Although many Chinese people don’t know much about Ireland, and the cultural differences and language barriers are considerable, Markey believes the Irish and the Chinese get along well.
“The Chinese have this reputation of working crazy hours and all the rest of it but that’s not the whole story,” he says. “They quite like going out for a nice dinner and having fun with people.
“That’s really when the Irish attitude to having fun and letting the hair down a bit can really help with developing relationships.”
On a visit to Australia last year, Ian Lahiffe noticed how many brands of kombucha were on sale, each making claims about its health benefits.

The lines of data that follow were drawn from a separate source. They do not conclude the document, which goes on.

// Browser smoke tests. Run with `wasm-pack test --headless --firefox`.
#![cfg(target_arch = "wasm32")]

use pet_studio_core::PetStudio;
use wasm_bindgen_test::*;

wasm_bindgen_test_configure!(run_in_browser);

#[wasm_bindgen_test]
fn loads_from_js_array() {
    let mut studio = PetStudio::new("{}").expect("default config is valid");
    studio.attach_viewer();

    let animations = js_sys::Array::new();
    animations.push(&"Dance".into());
    animations.push(&"walk".into());
    animations.push(&wasm_bindgen::JsValue::from_f64(3.0));
    studio.model_loaded_with(&animations, 0.0);

    let commands = studio.drain_commands().expect("commands serialize");
    assert!(commands.starts_with(r#"[{"type":"SetAnimation","name":"walk"}"#));
}

#[wasm_bindgen_test]
fn invalid_config_is_a_js_error() {
    let err = PetStudio::new(r#"{"initial_subject":"ferret"}"#)
        .err()
        .expect("unknown subject rejected");
    let message = err.as_string().unwrap_or_default();
    assert!(message.contains("ferret"));
}
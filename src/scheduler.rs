// Host-driven scheduling: per-frame loops keyed by handles, and fixed-interval timers.
// The host owns the real clock (requestAnimationFrame / performance.now); these types
// only decide whether a callback is still wanted.

use serde::{Deserialize, Serialize};

use crate::types::Timestamp;

/// Identity of one run of a per-frame loop.
#[derive(Debug, Clone, Copy, PartialEq, Eq, Serialize, Deserialize)]
pub struct FrameHandle(u32);

impl FrameHandle {
    pub fn as_u32(&self) -> u32 {
        self.0
    }
}

/// A cancellable repeating per-frame task. Starting issues a fresh handle so
/// callbacks from an earlier run are recognizably stale.
#[derive(Debug, Default)]
pub struct FrameLoop {
    current: Option<FrameHandle>,
    issued: u32,
}

impl FrameLoop {
    pub fn new() -> Self {
        FrameLoop::default()
    }

    pub fn start(&mut self) -> FrameHandle {
        self.issued = self.issued.wrapping_add(1);
        let handle = FrameHandle(self.issued);
        self.current = Some(handle);
        handle
    }

    /// Returns true if a run was actually cancelled.
    pub fn cancel(&mut self) -> bool {
        self.current.take().is_some()
    }

    pub fn current(&self) -> Option<FrameHandle> {
        self.current
    }

    pub fn is_current(&self, handle: FrameHandle) -> bool {
        self.current == Some(handle)
    }
}

/// Fixed-period timer polled from the host's frame loop.
#[derive(Debug)]
pub struct IntervalTimer {
    period_us: u64,
    next_due: Option<Timestamp>,
}

impl IntervalTimer {
    pub fn new(period_ms: u64) -> Self {
        IntervalTimer {
            period_us: period_ms.saturating_mul(1000).max(1),
            next_due: None,
        }
    }

    /// Arm the timer; first fire is one period after `now`.
    pub fn start(&mut self, now: Timestamp) {
        self.next_due = Some(now.saturating_add_micros(self.period_us));
    }

    pub fn stop(&mut self) {
        self.next_due = None;
    }

    pub fn is_armed(&self) -> bool {
        self.next_due.is_some()
    }

    /// Fires at most once per call. Missed periods are skipped, not replayed.
    pub fn poll(&mut self, now: Timestamp) -> bool {
        let Some(due) = self.next_due else {
            return false;
        };
        if now < due {
            return false;
        }
        let mut next = due.saturating_add_micros(self.period_us);
        if next <= now {
            let behind = now.micros_since(due);
            let skipped = behind / self.period_us + 1;
            next = due.saturating_add_micros(skipped.saturating_mul(self.period_us));
        }
        self.next_due = Some(next);
        true
    }
}
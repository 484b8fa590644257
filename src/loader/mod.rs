//! Model loader implementations

#[cfg(feature = "runtime-tokio")]
pub mod gltf;
pub mod mock;

pub use mock::MockModelLoader;

#[cfg(feature = "runtime-tokio")]
pub use gltf::GltfModelLoader;
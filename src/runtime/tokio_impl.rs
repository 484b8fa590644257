//! Tokio async runtime implementation

use super::{AsyncSpawner, BoxFuture};
use std::future::Future;
use std::time::Duration;

/// Tokio-based async spawner
///
/// Must be used from within a Tokio runtime.
#[derive(Clone, Debug, Default, Copy)]
pub struct TokioSpawner;

impl TokioSpawner {
    /// Create a new Tokio spawner
    pub fn new() -> Self {
        Self
    }
}

impl AsyncSpawner for TokioSpawner {
    fn spawn<F>(&self, task: F)
    where
        F: Future<Output = ()> + Send + 'static,
    {
        tokio::spawn(task);
    }

    fn sleep(&self, duration: Duration) -> BoxFuture<'static, ()> {
        Box::pin(tokio::time::sleep(duration))
    }

    fn runtime_name(&self) -> &'static str {
        "Tokio"
    }
}
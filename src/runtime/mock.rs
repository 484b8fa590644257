//! Mock async spawner for testing
//!
//! Either drops tasks or runs them to completion on the calling thread.
//! Delays elapse immediately, so a blocking spawner sees a session's
//! timeout fire right after every load has been dispatched.

use super::{AsyncSpawner, BoxFuture};
use std::future::Future;
use std::time::Duration;

/// Spawn behavior for MockSpawner
#[derive(Debug, Clone, Copy, PartialEq, Eq)]
pub enum MockSpawnBehavior {
    /// Drop tasks immediately (don't execute)
    Drop,
    /// Block on tasks synchronously using a simple executor
    BlockSync,
}

/// Mock async spawner for testing
#[derive(Clone, Debug)]
pub struct MockSpawner {
    behavior: MockSpawnBehavior,
}

impl Default for MockSpawner {
    fn default() -> Self {
        Self::new()
    }
}

impl MockSpawner {
    /// Create a new mock spawner that drops tasks
    pub fn new() -> Self {
        Self {
            behavior: MockSpawnBehavior::Drop,
        }
    }

    /// Create a mock spawner with specific behavior
    pub fn with_behavior(behavior: MockSpawnBehavior) -> Self {
        Self { behavior }
    }

    /// Create a mock spawner that runs tasks synchronously
    pub fn blocking() -> Self {
        Self::with_behavior(MockSpawnBehavior::BlockSync)
    }

    pub fn behavior(&self) -> MockSpawnBehavior {
        self.behavior
    }
}

impl AsyncSpawner for MockSpawner {
    fn spawn<F>(&self, task: F)
    where
        F: Future<Output = ()> + Send + 'static,
    {
        match self.behavior {
            MockSpawnBehavior::Drop => drop(task),
            MockSpawnBehavior::BlockSync => futures::executor::block_on(task),
        }
    }

    fn sleep(&self, _duration: Duration) -> BoxFuture<'static, ()> {
        Box::pin(futures::future::ready(()))
    }

    fn runtime_name(&self) -> &'static str {
        "Mock"
    }
}

#[cfg(test)]
mod tests {
    use super::*;
    use std::sync::atomic::{AtomicBool, Ordering};
    use std::sync::Arc;

    #[test]
    fn test_mock_spawner_drop() {
        let spawner = MockSpawner::new();
        spawner.spawn(async {
            panic!("Should not run");
        });
    }

    #[test]
    fn test_mock_spawner_blocking() {
        let spawner = MockSpawner::blocking();
        let ran = Arc::new(AtomicBool::new(false));
        let ran_clone = ran.clone();

        spawner.spawn(async move {
            ran_clone.store(true, Ordering::SeqCst);
        });

        assert!(ran.load(Ordering::SeqCst));
    }

    #[test]
    fn test_mock_sleep_is_immediate() {
        let spawner = MockSpawner::blocking();
        futures::executor::block_on(spawner.sleep(Duration::from_secs(3600)));
    }
}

In China, where Lahiffe has lived for 14 years and where the concept of fermented tea originates, the product is scarcely available at all and he saw an opportunity.

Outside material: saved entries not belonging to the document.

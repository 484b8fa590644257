//! Model loading capability and decoded model data

use gltf::json;
use gltf::{Document, Glb};
use std::path::{Path, PathBuf};
use thiserror::Error;

/// Error type for model loading operations
#[derive(Error, Debug)]
pub enum ModelError {
    #[error("Failed to load model: {0}")]
    LoadError(String),

    #[error("IO error: {0}")]
    Io(#[from] std::io::Error),

    #[error("GLTF error: {0}")]
    Gltf(#[from] gltf::Error),
}

/// Required extensions accepted even though their data is not decoded here
///
/// Draco-compressed meshes are decoded by the renderer, so the preloader
/// only has to accept the document.
pub const TOLERATED_REQUIRED_EXTENSIONS: &[&str] = &["KHR_draco_mesh_compression"];

/// Byte-level progress of a single transfer
#[derive(Debug, Clone, Copy, PartialEq, Eq)]
pub struct TransferProgress {
    pub loaded: u64,
    pub total: u64,
    /// Whether `total` is known
    pub length_computable: bool,
}

impl TransferProgress {
    /// Progress of a transfer whose size is known
    pub fn new(loaded: u64, total: u64) -> Self {
        Self {
            loaded,
            total,
            length_computable: true,
        }
    }

    /// Progress of a transfer whose size is unknown
    pub fn indeterminate(loaded: u64) -> Self {
        Self {
            loaded,
            total: 0,
            length_computable: false,
        }
    }

    /// Fraction transferred in `0.0..=1.0`, if computable
    pub fn fraction(&self) -> Option<f32> {
        if !self.length_computable || self.total == 0 {
            return None;
        }
        Some((self.loaded as f64 / self.total as f64).clamp(0.0, 1.0) as f32)
    }
}

/// Callback receiving transfer progress while a model loads
pub type ProgressFn = dyn Fn(TransferProgress) + Send + Sync;

/// A decoded glTF model
#[derive(Debug, Clone)]
pub struct LoadedModel {
    /// Where the model was loaded from
    pub path: PathBuf,
    /// Parsed glTF document
    pub document: gltf::Document,
    /// Binary chunk of a GLB container
    pub blob: Option<Vec<u8>>,
    /// Size of the source data in bytes
    pub byte_len: usize,
}

impl LoadedModel {
    /// Decode a glTF or GLB payload
    pub fn from_bytes(path: impl Into<PathBuf>, data: &[u8]) -> Result<Self, ModelError> {
        let (root, blob) = if data.starts_with(b"glTF") {
            let glb = Glb::from_slice(data)?;
            let root = json::Root::from_slice(&glb.json).map_err(gltf::Error::Deserialize)?;
            (root, glb.bin.map(|bin| bin.into_owned()))
        } else {
            let root = json::Root::from_slice(data).map_err(gltf::Error::Deserialize)?;
            (root, None)
        };
        let document = validate_tolerating_extensions(root)?;
        Ok(Self {
            path: path.into(),
            document,
            blob,
            byte_len: data.len(),
        })
    }

    pub fn mesh_count(&self) -> usize {
        self.document.meshes().count()
    }

    pub fn material_count(&self) -> usize {
        self.document.materials().count()
    }

    pub fn node_count(&self) -> usize {
        self.document.nodes().count()
    }

    /// Whether the meshes need a Draco decoder
    pub fn is_draco_compressed(&self) -> bool {
        self.document
            .extensions_required()
            .any(|ext| ext == "KHR_draco_mesh_compression")
    }

    /// Index of the first root node of the default scene
    pub fn scene_root(&self) -> Option<usize> {
        self.document
            .default_scene()
            .and_then(|s| s.nodes().next())
            .map(|n| n.index())
    }
}

/// Validate `root`, ignoring required extensions listed in
/// [`TOLERATED_REQUIRED_EXTENSIONS`]
fn validate_tolerating_extensions(mut root: json::Root) -> Result<Document, gltf::Error> {
    let (tolerated, others): (Vec<String>, Vec<String>) = root
        .extensions_required
        .drain(..)
        .partition(|ext| TOLERATED_REQUIRED_EXTENSIONS.contains(&ext.as_str()));
    root.extensions_required = others;

    let mut root = Document::from_json(root)?.into_json();
    root.extensions_required.extend(tolerated);
    Ok(Document::from_json_without_validation(root))
}

/// Capability that fetches and decodes a model
///
/// Implementations report byte progress through `progress` as data arrives
/// and resolve once with the decoded model or an error.
#[async_trait::async_trait]
pub trait ModelLoader: Send + Sync {
    async fn load(&self, path: &Path, progress: &ProgressFn) -> Result<LoadedModel, ModelError>;
}

#[cfg(test)]
pub(crate) const MINIMAL_GLTF: &str = r#"{
    "asset": { "version": "2.0" },
    "nodes": [ { "name": "root" } ],
    "scenes": [ { "nodes": [0] } ],
    "scene": 0
}"#;

#[cfg(test)]
pub(crate) const DRACO_GLTF: &str = r#"{
    "asset": { "version": "2.0" },
    "extensionsUsed": ["KHR_draco_mesh_compression"],
    "extensionsRequired": ["KHR_draco_mesh_compression"],
    "nodes": [ { "name": "root" } ]
}"#;
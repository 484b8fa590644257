//! Preload the assets listed in a manifest and report the outcome
//!
//! Run with: cargo run --example preload_scene -- path/to/assets.json

use scene_preload::{
    AssetPreloader, Loaders, LoadedAsset, PreloadConfig, PreloadManifest, PreloadOutcome, Sinks,
    TokioSpawner,
};

#[tokio::main]
async fn main() -> anyhow::Result<()> {
    env_logger::Builder::from_env(env_logger::Env::default().default_filter_or("info")).init();

    let Some(manifest_path) = std::env::args().nth(1) else {
        anyhow::bail!("usage: preload_scene <manifest.json>");
    };

    let (assets, config) =
        PreloadManifest::from_path(&manifest_path)?.into_parts(PreloadConfig::default());
    let spawner = TokioSpawner::new();

    let (preloader, listener) =
        AssetPreloader::start(assets, Loaders::default(), Sinks::default(), config, &spawner)?;

    match listener.wait().await {
        PreloadOutcome::Ready => {
            println!("Scene ready: {} assets", preloader.loaded_count());
            for (name, asset) in preloader.items() {
                match asset {
                    LoadedAsset::Model(model) => println!(
                        "  {name}: model, {} meshes, {} nodes, {} bytes",
                        model.mesh_count(),
                        model.node_count(),
                        model.byte_len
                    ),
                    LoadedAsset::VideoTexture(texture) => {
                        println!("  {name}: video texture from {}", texture.source.display())
                    }
                }
            }
            Ok(())
        }
        PreloadOutcome::Failed(reason) => {
            anyhow::bail!("Unable to load 3D scene: {reason}")
        }
    }
}
//! Error types for scene_preload

use thiserror::Error;

/// Errors raised while setting up a preload session
#[derive(Error, Debug)]
pub enum PreloadError {
    #[error("No assets to preload")]
    EmptyManifest,

    #[error("Duplicate asset name: {0}")]
    DuplicateAsset(String),

    #[error("Manifest error: {0}")]
    Manifest(#[from] serde_json::Error),

    #[error("IO error: {0}")]
    Io(#[from] std::io::Error),
}

/// Result type alias for preload operations
pub type Result<T> = std::result::Result<T, PreloadError>;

Working with his friend Enda Winters, a brewer who lived in China but now works at Teeling Whiskey in Dublin, Lahiffe decided to develop his own brand of kombucha called Just Be Cha.
“We started with the very best tea we could find in China, which is this green tea in Chongqing that has the highest levels of polyphenols and the clearest health benefits,” he says. “We developed something, I think, that means that when people now engage with kombucha, hopefully in China, it might be a pleasant experience.”
Lahiffe launched his kombucha last month and a number of bars in Beijing and Shanghai are stocking it. Most of the marketing and sales are on social media and ecommerce platforms. These facilitate distinct marketing strategies for specific demographics, including women between 35 and 50, older people who remember drinking home-made kombucha as children and teenagers, who are the biggest consumers of the drink in the United States.
“The beverage market is still quite strong. So while obviously it’s going to be a challenge to get the price point and the volume, I think we’re very positive about it,” he says.
Born in Gort, Co Galway, Lahiffe studied music at Trinity College Dublin and international relations at the School of Oriental and African Studies in London before working as an intern at the European Union delegation in Beijing. After a year there, he won a scholarship to study Mandarin full-time at a Chinese university, becoming proficient in the language.
After working in Beijing for a number of companies, including Alltech and Merck, Lahiffe started his own advisory business in 2021, representing a number of Irish companies in China and investing in different types of technologies. He has now invested in nine companies, including one that uses artificial intelligence to control lasers to scare birds away from farm land and others that make different technologies for large farms.
He says most Irish companies will need a budget of about €1 million to make a proper market entry and that if they are not already exporting successfully in Europe, they are unlikely to succeed in China. He also warns against choosing the first English-speaking person you meet at a trade fair as your representative in the Chinese market.
Lahiffe identifies the work ethic and the speed of decision-making and action among the advantages of doing business in China, but fierce competition has led to overcapacity in many industries. He warns of what he calls the “grey zone”, where contracts remain negotiable after they are signed, and capricious government bureaucracy which can be challenging.
“What I look for in a business partner is somebody who has that, I wouldn’t say demented energy, but somebody who would thrive in a Kafka novel. I think that’s what I look for,” he said.